> _Activity_:
Scan the lines below for the word "envelopes". Copy each line you find it in.
***
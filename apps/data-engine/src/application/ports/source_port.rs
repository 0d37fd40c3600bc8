//! Market Data Source Port (Driven Port)
//!
//! Interface for upstream venues that produce observations.

use std::sync::Arc;

use async_trait::async_trait;
use chrono::{DateTime, Utc};

use crate::domain::observation::{Observation, Symbol};

/// Upstream fetch error.
#[derive(Debug, Clone, PartialEq, Eq, thiserror::Error)]
pub enum SourceError {
    /// Upstream request failed (network, venue-side error).
    #[error("upstream {venue} failed: {message}")]
    Upstream {
        /// Source name.
        venue: String,
        /// Error details.
        message: String,
    },

    /// Upstream did not answer within the fetch timeout.
    #[error("upstream {venue} timed out after {timeout_ms}ms")]
    Timeout {
        /// Source name.
        venue: String,
        /// Configured timeout in milliseconds.
        timeout_ms: u64,
    },

    /// Requested time range is empty or inverted.
    #[error("invalid range: start {start} is after end {end}")]
    InvalidRange {
        /// Range start.
        start: DateTime<Utc>,
        /// Range end.
        end: DateTime<Utc>,
    },

    /// Upstream response could not be mapped to observations.
    #[error("failed to parse upstream response: {message}")]
    Parse {
        /// Error details.
        message: String,
    },
}

/// Port for a named upstream data source.
#[async_trait]
pub trait MarketDataSource: Send + Sync {
    /// Name the source is registered under.
    fn name(&self) -> &str;

    /// Fetch the current observations for a symbol.
    async fn fetch_current(&self, symbol: &Symbol) -> Result<Vec<Observation>, SourceError>;

    /// Fetch observations in `[start, end)`, ordered by timestamp ascending.
    async fn fetch_range(
        &self,
        symbol: &Symbol,
        start: DateTime<Utc>,
        end: DateTime<Utc>,
    ) -> Result<Vec<Observation>, SourceError>;
}

/// A source shared between the registry and in-flight dispatches.
pub type SharedSource = Arc<dyn MarketDataSource>;

#[cfg(test)]
mod tests {
    use super::*;

    #[test]
    fn error_messages_name_the_venue() {
        let err = SourceError::Upstream {
            venue: "okx".to_string(),
            message: "503".to_string(),
        };
        assert_eq!(err.to_string(), "upstream okx failed: 503");

        let err = SourceError::Timeout {
            venue: "binance".to_string(),
            timeout_ms: 10_000,
        };
        assert_eq!(err.to_string(), "upstream binance timed out after 10000ms");
    }
}
//! In-memory observation store.

use std::collections::HashMap;

use async_trait::async_trait;
use chrono::{DateTime, Utc};
use parking_lot::RwLock;

use crate::application::ports::{ObservationStore, StorageError};
use crate::domain::observation::{Observation, Symbol};

/// Observation store backed by a map keyed by observation id.
///
/// Saving an id that is already present keeps the first copy.
#[derive(Debug, Default)]
pub struct InMemoryObservationStore {
    observations: RwLock<HashMap<String, Observation>>,
}

impl InMemoryObservationStore {
    /// Create an empty store.
    #[must_use]
    pub fn new() -> Self {
        Self::default()
    }

    /// Number of stored observations.
    #[must_use]
    pub fn len(&self) -> usize {
        self.observations.read().len()
    }

    /// Check if the store is empty.
    #[must_use]
    pub fn is_empty(&self) -> bool {
        self.observations.read().is_empty()
    }

    /// Look up one observation by id.
    #[must_use]
    pub fn get(&self, id: &str) -> Option<Observation> {
        self.observations.read().get(id).cloned()
    }

    /// All stored observations for a symbol, oldest first.
    #[must_use]
    pub fn by_symbol(&self, symbol: &Symbol) -> Vec<Observation> {
        let mut matching: Vec<Observation> = self
            .observations
            .read()
            .values()
            .filter(|o| o.symbol() == symbol)
            .cloned()
            .collect();
        matching.sort_by_key(Observation::timestamp);
        matching
    }
}

#[async_trait]
impl ObservationStore for InMemoryObservationStore {
    async fn save_observations(&self, observations: &[Observation]) -> Result<(), StorageError> {
        let mut map = self.observations.write();
        for observation in observations {
            map.entry(observation.id().to_string())
                .or_insert_with(|| observation.clone());
        }
        Ok(())
    }

    async fn latest(
        &self,
        symbol: &Symbol,
        limit: usize,
    ) -> Result<Vec<Observation>, StorageError> {
        let mut matching = self.by_symbol(symbol);
        matching.reverse();
        matching.truncate(limit);
        Ok(matching)
    }

    async fn range(
        &self,
        symbol: &Symbol,
        start: DateTime<Utc>,
        end: DateTime<Utc>,
    ) -> Result<Vec<Observation>, StorageError> {
        Ok(self
            .by_symbol(symbol)
            .into_iter()
            .filter(|o| o.timestamp() >= start && o.timestamp() <= end)
            .collect())
    }
}
//! Simulated exchange venue.
//!
//! Produces synthetic ticks so the pipeline can run end to end without a
//! venue account. Prices fall in `[1000, 1100)` and volumes in
//! `[10000, 11000)`, both with two decimal places.

use async_trait::async_trait;
use chrono::{DateTime, Duration, Utc};
use parking_lot::Mutex;
use rand::rngs::StdRng;
use rand::{Rng, SeedableRng};
use rust_decimal::Decimal;

use crate::application::ports::{MarketDataSource, SourceError};
use crate::domain::observation::{Observation, Symbol};
use crate::infrastructure::config::Credentials;

/// Synthetic exchange source.
pub struct SimulatedExchangeSource {
    name: String,
    credentials: Credentials,
    rng: Mutex<StdRng>,
}

impl SimulatedExchangeSource {
    /// Create a source registered under `name`.
    #[must_use]
    pub fn new(name: impl Into<String>, credentials: Credentials) -> Self {
        Self {
            name: name.into(),
            credentials,
            rng: Mutex::new(StdRng::from_os_rng()),
        }
    }

    /// Create a source with a fixed seed for reproducible output.
    #[must_use]
    pub fn with_seed(name: impl Into<String>, seed: u64) -> Self {
        Self {
            name: name.into(),
            credentials: Credentials::default(),
            rng: Mutex::new(StdRng::seed_from_u64(seed)),
        }
    }

    /// Check whether venue credentials were supplied.
    #[must_use]
    pub fn has_credentials(&self) -> bool {
        self.credentials.is_configured()
    }

    fn tick(&self, symbol: &Symbol, timestamp: DateTime<Utc>) -> Observation {
        let (price_cents, volume_cents) = {
            let mut rng = self.rng.lock();
            (
                rng.random_range(100_000..110_000_i64),
                rng.random_range(1_000_000..1_100_000_i64),
            )
        };

        Observation::new(
            symbol.clone(),
            Decimal::new(price_cents, 2),
            Decimal::new(volume_cents, 2),
            timestamp,
            self.name.as_str(),
        )
    }
}

#[async_trait]
impl MarketDataSource for SimulatedExchangeSource {
    fn name(&self) -> &str {
        &self.name
    }

    async fn fetch_current(&self, symbol: &Symbol) -> Result<Vec<Observation>, SourceError> {
        Ok(vec![self.tick(symbol, Utc::now())])
    }

    async fn fetch_range(
        &self,
        symbol: &Symbol,
        start: DateTime<Utc>,
        end: DateTime<Utc>,
    ) -> Result<Vec<Observation>, SourceError> {
        if end < start {
            return Err(SourceError::InvalidRange { start, end });
        }

        // One point per hour over [start, end).
        let mut points = Vec::new();
        let mut current = start;
        while current < end {
            points.push(self.tick(symbol, current));
            current += Duration::hours(1);
        }
        Ok(points)
    }
}

impl std::fmt::Debug for SimulatedExchangeSource {
    fn fmt(&self, f: &mut std::fmt::Formatter<'_>) -> std::fmt::Result {
        f.debug_struct("SimulatedExchangeSource")
            .field("name", &self.name)
            .field("credentials", &self.credentials)
            .finish_non_exhaustive()
    }
}

#[cfg(test)]
mod tests {
    use super::*;
    use crate::domain::observation::validate_batch;
    use chrono::TimeZone;

    #[tokio::test]
    async fn current_tick_is_valid_and_in_range() {
        let source = SimulatedExchangeSource::with_seed("binance", 7);
        let symbol = Symbol::new("BTCUSDT");

        for _ in 0..100 {
            let batch = source.fetch_current(&symbol).await.unwrap();
            assert_eq!(batch.len(), 1);
            validate_batch(&batch).unwrap();

            let tick = &batch[0];
            assert_eq!(tick.source(), "binance");
            assert_eq!(tick.symbol(), &symbol);
            assert!(tick.price() >= Decimal::from(1000) && tick.price() < Decimal::from(1100));
            assert!(tick.volume() >= Decimal::from(10_000) && tick.volume() < Decimal::from(11_000));
        }
    }

    #[tokio::test]
    async fn range_is_hourly_half_open_and_ascending() {
        let source = SimulatedExchangeSource::with_seed("okx", 1);
        let start = Utc.with_ymd_and_hms(2024, 1, 1, 0, 0, 0).unwrap();
        let end = start + Duration::hours(3);

        let points = source
            .fetch_range(&Symbol::new("ETHUSDT"), start, end)
            .await
            .unwrap();

        let stamps: Vec<DateTime<Utc>> = points.iter().map(Observation::timestamp).collect();
        assert_eq!(
            stamps,
            vec![start, start + Duration::hours(1), start + Duration::hours(2)]
        );
        assert!(source.fetch_range(&Symbol::new("ETHUSDT"), start, start).await.unwrap().is_empty());
    }

    #[tokio::test]
    async fn inverted_range_is_rejected() {
        let source = SimulatedExchangeSource::new("okx", Credentials::default());
        let start = Utc::now();

        let err = source
            .fetch_range(&Symbol::new("ETHUSDT"), start, start - Duration::seconds(1))
            .await
            .unwrap_err();
        assert!(matches!(err, SourceError::InvalidRange { .. }));
        assert!(!source.has_credentials());
    }

    #[test]
    fn debug_redacts_credentials() {
        let source = SimulatedExchangeSource::new(
            "binance",
            Credentials::new("key123".to_string(), "secret456".to_string()),
        );
        let debug = format!("{source:?}");
        assert!(debug.contains("binance"));
        assert!(!debug.contains("secret456"));
    }
}
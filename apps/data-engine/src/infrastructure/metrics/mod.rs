//! Prometheus Metrics Module
//!
//! Exposes ingestion metrics in Prometheus format.
//!
//! # Metrics Categories
//!
//! - **Cycles**: Cycles run, ticks dropped on overlap, cycle duration
//! - **Pairs**: Outcome of every `(symbol, source)` pair by label
//! - **Throughput**: Observations written to the store and published
//! - **Lifecycle**: Scheduler state and registered source count
//!
//! Recording functions are safe to call before [`init_metrics`]; the
//! `metrics` facade discards samples until a recorder is installed.

use std::sync::OnceLock;
use std::time::Duration;

use metrics::{counter, describe_counter, describe_gauge, describe_histogram, gauge, histogram};
use metrics_exporter_prometheus::{BuildError, PrometheusBuilder, PrometheusHandle};

use crate::application::services::{CycleReport, SchedulerState};

// =============================================================================
// Global Metrics Handle
// =============================================================================

static PROMETHEUS_HANDLE: OnceLock<PrometheusHandle> = OnceLock::new();

/// Install the Prometheus recorder.
///
/// Calling this again returns the handle installed by the first call.
///
/// # Errors
///
/// Returns an error if another global recorder is already installed.
pub fn init_metrics() -> Result<PrometheusHandle, BuildError> {
    if let Some(handle) = PROMETHEUS_HANDLE.get() {
        return Ok(handle.clone());
    }

    let handle = PrometheusBuilder::new().install_recorder()?;
    register_metrics();
    Ok(PROMETHEUS_HANDLE.get_or_init(|| handle).clone())
}

/// Get the Prometheus handle for rendering metrics.
///
/// Returns `None` if metrics have not been initialized.
#[must_use]
pub fn get_metrics_handle() -> Option<PrometheusHandle> {
    PROMETHEUS_HANDLE.get().cloned()
}

// =============================================================================
// Metric Registration
// =============================================================================

fn register_metrics() {
    describe_counter!("data_engine_cycles_total", "Total dispatch cycles run");
    describe_counter!(
        "data_engine_ticks_dropped_total",
        "Ticks dropped because the previous cycle was still running"
    );
    describe_histogram!(
        "data_engine_cycle_duration_seconds",
        "Wall-clock duration of one dispatch cycle"
    );

    describe_counter!(
        "data_engine_pair_outcomes_total",
        "Outcome of each (symbol, source) pair by source and outcome"
    );

    describe_counter!(
        "data_engine_observations_stored_total",
        "Observations written to the store"
    );
    describe_counter!(
        "data_engine_observations_published_total",
        "Observations published on the bus"
    );

    describe_gauge!(
        "data_engine_scheduler_state",
        "Scheduler state (0 idle, 1 running, 2 draining, 3 stopped)"
    );
    describe_gauge!(
        "data_engine_registered_sources",
        "Number of registered data sources"
    );
}

// =============================================================================
// Metric Recording Functions
// =============================================================================

/// Record the outcome of one pair.
pub fn record_pair_outcome(source: &str, outcome: &'static str) {
    counter!(
        "data_engine_pair_outcomes_total",
        "source" => source.to_string(),
        "outcome" => outcome
    )
    .increment(1);
}

/// Record a finished cycle.
pub fn record_cycle(duration: Duration, report: &CycleReport) {
    counter!("data_engine_cycles_total").increment(1);
    histogram!("data_engine_cycle_duration_seconds").record(duration.as_secs_f64());
    counter!("data_engine_observations_stored_total").increment(report.observations_stored as u64);
    counter!("data_engine_observations_published_total")
        .increment(report.observations_published as u64);
}

/// Record a tick dropped on overlap.
pub fn record_tick_dropped() {
    counter!("data_engine_ticks_dropped_total").increment(1);
}

/// Update the scheduler state gauge.
pub fn set_scheduler_state(state: SchedulerState) {
    gauge!("data_engine_scheduler_state").set(state_value(state));
}

/// Update the registered source gauge.
#[allow(clippy::cast_precision_loss)]
pub fn set_registered_sources(count: usize) {
    gauge!("data_engine_registered_sources").set(count as f64);
}

const fn state_value(state: SchedulerState) -> f64 {
    match state {
        SchedulerState::Idle => 0.0,
        SchedulerState::Running => 1.0,
        SchedulerState::Draining => 2.0,
        SchedulerState::Stopped => 3.0,
    }
}

// =============================================================================
// Tests
// =============================================================================
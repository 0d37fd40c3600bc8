//! Observation Store Adapters
//!
//! - [`TursoObservationStore`]: durable store on an embedded turso database
//! - [`InMemoryObservationStore`]: process-local map for tests and dry runs

mod in_memory;
mod turso_store;

pub use in_memory::InMemoryObservationStore;
pub use turso_store::TursoObservationStore;
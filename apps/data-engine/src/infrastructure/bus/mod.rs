//! In-Process Message Bus
//!
//! Republishes observations on a tokio broadcast channel so any number of
//! downstream consumers can subscribe without the engine knowing them.
//!
//! Every observation travels as an [`ObservationEnvelope`]:
//! - `topic`: the configured bus topic
//! - `key`: the observation symbol, for per-symbol partitioning downstream
//! - `headers`: `source` and `timestamp` (RFC 3339)
//! - `payload`: the observation serialized as JSON
//!
//! Sending with no subscribers is not a failure; the envelope is simply
//! dropped. Slow subscribers lag and skip, they never block publishing.

use std::collections::BTreeMap;
use std::sync::Arc;
use std::sync::atomic::{AtomicBool, Ordering};

use async_trait::async_trait;
use chrono::SecondsFormat;
use tokio::sync::broadcast;

use crate::application::ports::{BusError, ObservationPublisher};
use crate::domain::observation::Observation;

// =============================================================================
// Envelope
// =============================================================================

/// One observation as carried on the bus.
#[derive(Debug, Clone, PartialEq, Eq)]
pub struct ObservationEnvelope {
    /// Bus topic.
    pub topic: String,
    /// Partition key (symbol).
    pub key: String,
    /// Message headers.
    pub headers: BTreeMap<String, String>,
    /// JSON-encoded observation.
    pub payload: Vec<u8>,
}

impl ObservationEnvelope {
    /// Wrap an observation for `topic`.
    ///
    /// # Errors
    ///
    /// Returns [`BusError::Serialization`] if the payload cannot be encoded.
    pub fn wrap(topic: &str, observation: &Observation) -> Result<Self, BusError> {
        let payload = serde_json::to_vec(observation).map_err(|e| BusError::Serialization {
            message: e.to_string(),
        })?;

        let headers = BTreeMap::from([
            ("source".to_string(), observation.source().to_string()),
            (
                "timestamp".to_string(),
                observation
                    .timestamp()
                    .to_rfc3339_opts(SecondsFormat::Secs, true),
            ),
        ]);

        Ok(Self {
            topic: topic.to_string(),
            key: observation.symbol().as_str().to_string(),
            headers,
            payload,
        })
    }

    /// Decode the payload back into an observation.
    ///
    /// # Errors
    ///
    /// Returns [`BusError::Serialization`] if the payload is not a valid
    /// observation.
    pub fn decode(&self) -> Result<Observation, BusError> {
        serde_json::from_slice(&self.payload).map_err(|e| BusError::Serialization {
            message: e.to_string(),
        })
    }

    /// Look up a header value.
    #[must_use]
    pub fn header(&self, name: &str) -> Option<&str> {
        self.headers.get(name).map(String::as_str)
    }
}

// =============================================================================
// Broadcast Bus
// =============================================================================

/// Broadcast bus publishing [`ObservationEnvelope`]s on one topic.
#[derive(Debug)]
pub struct BroadcastBus {
    topic: String,
    tx: broadcast::Sender<ObservationEnvelope>,
    closed: AtomicBool,
}

/// Shared handle to the bus.
pub type SharedBroadcastBus = Arc<BroadcastBus>;

impl BroadcastBus {
    /// Create a bus for `topic` with the given channel capacity.
    ///
    /// # Panics
    ///
    /// Panics if `capacity` is zero.
    #[must_use]
    pub fn new(topic: impl Into<String>, capacity: usize) -> Self {
        Self {
            topic: topic.into(),
            tx: broadcast::channel(capacity).0,
            closed: AtomicBool::new(false),
        }
    }

    /// Topic stamped on every envelope.
    #[must_use]
    pub fn topic(&self) -> &str {
        &self.topic
    }

    /// Subscribe to envelopes published from now on.
    #[must_use]
    pub fn subscribe(&self) -> broadcast::Receiver<ObservationEnvelope> {
        self.tx.subscribe()
    }

    /// Number of active subscribers.
    #[must_use]
    pub fn receiver_count(&self) -> usize {
        self.tx.receiver_count()
    }

    /// Stop accepting publishes.
    pub fn close(&self) {
        if !self.closed.swap(true, Ordering::AcqRel) {
            tracing::info!(topic = %self.topic, "Message bus closed");
        }
    }

    /// Check whether the bus has been closed.
    #[must_use]
    pub fn is_closed(&self) -> bool {
        self.closed.load(Ordering::Acquire)
    }
}

#[async_trait]
impl ObservationPublisher for BroadcastBus {
    async fn publish_observations(&self, observations: &[Observation]) -> Result<(), BusError> {
        if self.is_closed() {
            return Err(BusError::Closed);
        }

        let envelopes = observations
            .iter()
            .map(|o| ObservationEnvelope::wrap(&self.topic, o))
            .collect::<Result<Vec<_>, _>>()?;

        let mut delivered = 0;
        for envelope in envelopes {
            // Err only means there are no subscribers right now.
            if let Ok(receivers) = self.tx.send(envelope) {
                delivered = receivers;
            }
        }

        tracing::debug!(
            topic = %self.topic,
            count = observations.len(),
            receivers = delivered,
            "Published market data to bus"
        );
        Ok(())
    }

    async fn health_check(&self) -> Result<(), BusError> {
        if self.is_closed() {
            return Err(BusError::Closed);
        }
        Ok(())
    }
}

// =============================================================================
// Tests
// =============================================================================
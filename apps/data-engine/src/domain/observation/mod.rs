//! Market Data Observations
//!
//! An [`Observation`] is one price/volume data point for a symbol, produced by
//! a named upstream source at fetch time. Observations are immutable once
//! constructed: fields are private and only exposed through accessors.
//!
//! Construction never validates. Validity is a separate pure predicate (see
//! [`validate`]) so that malformed records coming from an upstream can be
//! represented, inspected and rejected.

mod validation;

use std::fmt;

use chrono::{DateTime, Utc};
use rust_decimal::Decimal;
use serde::{Deserialize, Serialize};
use uuid::Uuid;

pub use validation::{
    BatchValidationError, ObservationField, ValidationError, validate, validate_batch,
};

/// Seconds from the Unix epoch back to `0001-01-01T00:00:00Z`.
const CALENDAR_ZERO_SECS: i64 = -62_135_596_800;

// =============================================================================
// Symbol
// =============================================================================

/// A trading symbol (e.g. `BTCUSDT`).
///
/// The symbol is normalized to uppercase on construction.
#[derive(Debug, Clone, PartialEq, Eq, PartialOrd, Ord, Hash, Serialize, Deserialize)]
#[serde(transparent)]
pub struct Symbol(String);

impl Symbol {
    /// Create a new symbol.
    #[must_use]
    pub fn new(value: impl Into<String>) -> Self {
        Self(value.into().trim().to_uppercase())
    }

    /// Get the symbol string.
    #[must_use]
    pub fn as_str(&self) -> &str {
        &self.0
    }

    /// Check if the symbol is empty.
    #[must_use]
    pub fn is_empty(&self) -> bool {
        self.0.is_empty()
    }
}

impl fmt::Display for Symbol {
    fn fmt(&self, f: &mut fmt::Formatter<'_>) -> fmt::Result {
        f.write_str(&self.0)
    }
}

impl From<&str> for Symbol {
    fn from(value: &str) -> Self {
        Self::new(value)
    }
}

impl From<String> for Symbol {
    fn from(value: String) -> Self {
        Self::new(value)
    }
}

// =============================================================================
// Observation
// =============================================================================

/// One market data point observed by a source.
#[derive(Debug, Clone, PartialEq, Eq, Serialize, Deserialize)]
pub struct Observation {
    id: String,
    symbol: Symbol,
    price: Decimal,
    volume: Decimal,
    timestamp: DateTime<Utc>,
    source: String,
}

impl Observation {
    /// Create an observation with a freshly generated identifier.
    #[must_use]
    pub fn new(
        symbol: impl Into<Symbol>,
        price: Decimal,
        volume: Decimal,
        timestamp: DateTime<Utc>,
        source: impl Into<String>,
    ) -> Self {
        Self::with_id(
            Uuid::new_v4().to_string(),
            symbol,
            price,
            volume,
            timestamp,
            source,
        )
    }

    /// Create an observation with a caller-supplied identifier.
    ///
    /// Re-delivering an observation with the same identifier is how the
    /// store recognizes duplicates.
    #[must_use]
    pub fn with_id(
        id: impl Into<String>,
        symbol: impl Into<Symbol>,
        price: Decimal,
        volume: Decimal,
        timestamp: DateTime<Utc>,
        source: impl Into<String>,
    ) -> Self {
        Self {
            id: id.into(),
            symbol: symbol.into(),
            price,
            volume,
            timestamp,
            source: source.into(),
        }
    }

    /// Unique identifier.
    #[must_use]
    pub fn id(&self) -> &str {
        &self.id
    }

    /// Instrument symbol.
    #[must_use]
    pub const fn symbol(&self) -> &Symbol {
        &self.symbol
    }

    /// Observed price.
    #[must_use]
    pub const fn price(&self) -> Decimal {
        self.price
    }

    /// Observed volume.
    #[must_use]
    pub const fn volume(&self) -> Decimal {
        self.volume
    }

    /// When the data point was observed.
    #[must_use]
    pub const fn timestamp(&self) -> DateTime<Utc> {
        self.timestamp
    }

    /// Name of the source that produced the observation.
    #[must_use]
    pub fn source(&self) -> &str {
        &self.source
    }

    /// Check whether the timestamp is a zero value.
    ///
    /// Both the calendar zero instant `0001-01-01T00:00:00Z` (what upstreams
    /// emit for an unset time) and the Unix epoch (an unset `DateTime<Utc>`)
    /// count as zero.
    #[must_use]
    pub fn has_zero_timestamp(&self) -> bool {
        if self.timestamp.timestamp_subsec_nanos() != 0 {
            return false;
        }
        matches!(self.timestamp.timestamp(), 0 | CALENDAR_ZERO_SECS)
    }
}

#[cfg(test)]
mod tests {
    use super::*;
    use chrono::TimeZone;

    #[test]
    fn symbol_is_normalized() {
        assert_eq!(Symbol::new(" btcusdt ").as_str(), "BTCUSDT");
        assert_eq!(Symbol::from("ethusdt").to_string(), "ETHUSDT");
    }

    #[test]
    fn new_generates_unique_ids() {
        let now = Utc::now();
        let a = Observation::new("BTCUSDT", Decimal::ONE, Decimal::ZERO, now, "binance");
        let b = Observation::new("BTCUSDT", Decimal::ONE, Decimal::ZERO, now, "binance");
        assert!(!a.id().is_empty());
        assert_ne!(a.id(), b.id());
    }

    #[test]
    fn zero_timestamp_detection() {
        let epoch = Utc.timestamp_opt(0, 0).unwrap();
        let obs = Observation::with_id("id-1", "BTCUSDT", Decimal::ONE, Decimal::ONE, epoch, "okx");
        assert!(obs.has_zero_timestamp());

        let obs = Observation::with_id(
            "id-2",
            "BTCUSDT",
            Decimal::ONE,
            Decimal::ONE,
            Utc::now(),
            "okx",
        );
        assert!(!obs.has_zero_timestamp());
    }

    #[test]
    fn serializes_with_flat_fields() {
        let ts = Utc.with_ymd_and_hms(2026, 1, 19, 12, 0, 0).unwrap();
        let obs = Observation::with_id(
            "obs-1",
            "BTCUSDT",
            Decimal::new(104_250, 1),
            Decimal::new(3, 0),
            ts,
            "binance",
        );

        let json: serde_json::Value = serde_json::to_value(&obs).unwrap();
        assert_eq!(json["id"], "obs-1");
        assert_eq!(json["symbol"], "BTCUSDT");
        assert_eq!(json["source"], "binance");
        assert_eq!(json["timestamp"], "2026-01-19T12:00:00Z");

        let back: Observation = serde_json::from_value(json).unwrap();
        assert_eq!(back, obs);
    }
}
#![cfg_attr(
    test,
    allow(
        clippy::unwrap_used,
        clippy::expect_used,
        clippy::significant_drop_tightening,
        clippy::too_many_lines,
        clippy::needless_pass_by_value,
        clippy::items_after_statements
    )
)]

//! Data Engine - Market Data Ingestion
//!
//! Periodically pulls price/volume observations from named upstream
//! sources, validates them, persists them idempotently and republishes
//! them on a message bus.
//!
//! # Layers (inside → outside)
//!
//! - **Domain**: Observation type and its validity rules
//!   - `observation`: `Observation`, `Symbol`, validation
//!
//! - **Application**: Use cases and port definitions
//!   - `ports`: Source, store and publisher interfaces
//!   - `services`: Source registry, ingestion dispatcher, scheduler
//!
//! - **Infrastructure**: Adapters and external integrations
//!   - `sources`: Simulated exchange venue
//!   - `storage`: turso and in-memory stores
//!   - `bus`: Broadcast message bus
//!   - `config`: Environment configuration
//!   - `health`: Health check HTTP endpoint
//!
//! # Data Flow
//!
//! ```text
//!  tick ──► Dispatcher ──► Registry ──► Source.fetch_current
//!                │
//!                ├──► validate batch (fail-closed)
//!                ├──► Store.save_observations
//!                └──► Bus.publish_observations   (only after store succeeds)
//! ```

#![forbid(unsafe_code)]
#![warn(missing_docs)]
#![warn(clippy::pedantic)]

// =============================================================================
// Module Declarations
// =============================================================================

/// Domain layer - Observation types with no I/O.
pub mod domain;

/// Application layer - Use cases and port definitions.
pub mod application;

/// Infrastructure layer - Adapters and external integrations.
pub mod infrastructure;

// =============================================================================
// Re-exports
// =============================================================================

// Domain types
pub use domain::observation::{
    BatchValidationError, Observation, ObservationField, Symbol, ValidationError, validate,
    validate_batch,
};

// Ports
pub use application::ports::{
    BusError, MarketDataSource, NoOpPublisher, ObservationPublisher, ObservationStore,
    SharedSource, SourceError, StorageError,
};

// Services
pub use application::services::{
    CycleReport, DispatcherSettings, IngestionDispatcher, PairOutcome, Scheduler, SchedulerError,
    SchedulerSettings, SchedulerState, SchedulerStats, SourceRegistry, StopOutcome,
};

// Infrastructure config
pub use infrastructure::config::{ConfigError, Credentials, IngestConfig};

// Adapters
pub use infrastructure::bus::{BroadcastBus, ObservationEnvelope, SharedBroadcastBus};
pub use infrastructure::sources::SimulatedExchangeSource;
pub use infrastructure::storage::{InMemoryObservationStore, TursoObservationStore};

// Health server
pub use infrastructure::health::{HealthServer, HealthServerError, HealthServerState};

// Metrics
pub use infrastructure::metrics::init_metrics;

// Telemetry
pub use infrastructure::telemetry::{TelemetryConfig, TelemetryGuard, init as init_telemetry};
***
> _Response for this exercise_:
    /// Subscribe to envelopes published from now on.
        let envelopes = observations
        for envelope in envelopes {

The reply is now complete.